Atlanta
Archdiocese receives ‘huge response’ to pastoral planning survey
By NICHOLE GOLDEN, Staff Writer | Published May 1, 2014
ATLANTA—The response to the Archdiocese of Atlanta’s pastoral plan survey, which will help guide the direction of the church locally, is being described as overwhelming.
The archdiocese received more than 14,700 responses to the survey conducted in March both online and in paper format.
According to Peter Faletti, director of planning and research for the archdiocese, the number of responses received is nearly three times higher than those for the family life survey requested by the Vatican in December.
“The sample size needed to generate a representative sample for the entire archdiocese with a confidence level of 99 percent is only 665, a level far exceeded by the total surveys received,” noted Faletti in a memo to pastors.
“This is a huge response. Obviously people want to be heard,” said Faletti in comments to The Georgia Bulletin.

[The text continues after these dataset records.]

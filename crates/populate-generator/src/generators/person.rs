//! Person and account field generators.

use fake::faker::internet::en::{Password, SafeEmail, Username};
use fake::faker::name::en::{FirstName, LastName, Name};
use fake::Fake;
use rand::Rng;

/// Generate a full person name ("First Last", possibly with a title or suffix).
pub fn generate_full_name<R: Rng + ?Sized>(rng: &mut R) -> String {
    Name().fake_with_rng(rng)
}

pub fn generate_first_name<R: Rng + ?Sized>(rng: &mut R) -> String {
    FirstName().fake_with_rng(rng)
}

pub fn generate_last_name<R: Rng + ?Sized>(rng: &mut R) -> String {
    LastName().fake_with_rng(rng)
}

/// Generate a login name.
pub fn generate_username<R: Rng + ?Sized>(rng: &mut R) -> String {
    Username().fake_with_rng(rng)
}

/// Generate a password of 12 to 19 characters.
pub fn generate_password<R: Rng + ?Sized>(rng: &mut R) -> String {
    Password(12..20).fake_with_rng(rng)
}

/// Generate an email address on a reserved example domain.
pub fn generate_email<R: Rng + ?Sized>(rng: &mut R) -> String {
    SafeEmail().fake_with_rng(rng)
}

The survey, collecting people’s opinions on key areas of their faith lives, was available in English, Spanish, Vietnamese, Korean, Portuguese and French. Responses were received in all languages. However, statistically, 88 percent of the responses received were in English, and 12 percent were in Spanish.
Over 1,000 people requested and sent in their responses on paper, rather than the online format.
Women made up nearly 65 percent of those who answered the survey. Respondents ranged in age from 14 to over 65. Statistically,
- 3 percent were 14-17 years old
- 4 percent were 18-24 years old
- 7 percent were 25-34 years old
- 16 percent were 35-44 years old
- 23 percent were 45-54 years old
- 22 percent were 55-64 years old
- 25 percent were 65 or older.
Sixty-eight percent of the respondents said they were married. The marital status of 15 percent of respondents, the next highest percentage, was single, never married. Six percent of those answering the survey were divorced, 4 percent were remarried and 1 percent separated. Six percent of those answering the survey said they were widowed.
Jenny Scheb, planning analyst with the archdiocesan Office of Planning and Research, said one of the more striking demographic details is the low response from those 14 to 24 years old.
“We definitely need to find a way to engage the youth across the archdiocese as they have the lowest number of respondents,” said Scheb.
Scheb said that not all parishes track language spoken or other identifying information of parishioners so it’s difficult to have conclusive data on if the respondents mirror the make-up of the archdiocese on the whole.
“However, 70 percent of respondents identified as non-Hispanic white,” said Scheb. “We estimate a much more diverse population in the archdiocese and will ask the clergy and deanery level meeting delegates to consider their entire parish population when proposing recommendations.”
The questions covered spiritual needs, how well believers know the faith, and how it is lived.
In his pastoral letter of March 8, Archbishop Wilton D. Gregory invited all “active, inactive and former Catholics” to respond to the survey that would help identify key issues that would become the focus of an emerging archdiocesan pastoral plan.
Every survey had an opportunity for people to write comments on it after basic questions were answered. The archdiocese’s planning department pulled together a team of people to look at all the comments and from them draw valuable information.
The next step is for the planning department to report on what the critical or key pastoral issues appear to be for the people based on the survey and comments.
“Because of the way we structured the survey we will be able to provide every parish with a summary of their parish response so they can see what their own parish is saying,” said Faletti.
These parish-level summaries will be completed in mid-May without identifying individual respondents, but providing the number who responded and statistics and key themes.
Faletti said during the summer every parish would review the key issues from the survey and apply the wisdom of that individual community to find ways to respond pastorally on each issue.
As the process continues, parish responses will be gathered in each of the 10 deaneries. In September, the Convocation of Priests will devote its meeting to the issues and priests’ assessment of how to respond pastorally.
By year’s end, the archbishop will select recommendations to implement with the goal of welcoming people back to the church and re-energizing the faithful.
Implementation of the official pastoral plan is slated for January 2015.
The next issue of The Georgia Bulletin will include an article on the key pastoral issues that people have raised through the survey, as well as an article on the next steps in the process.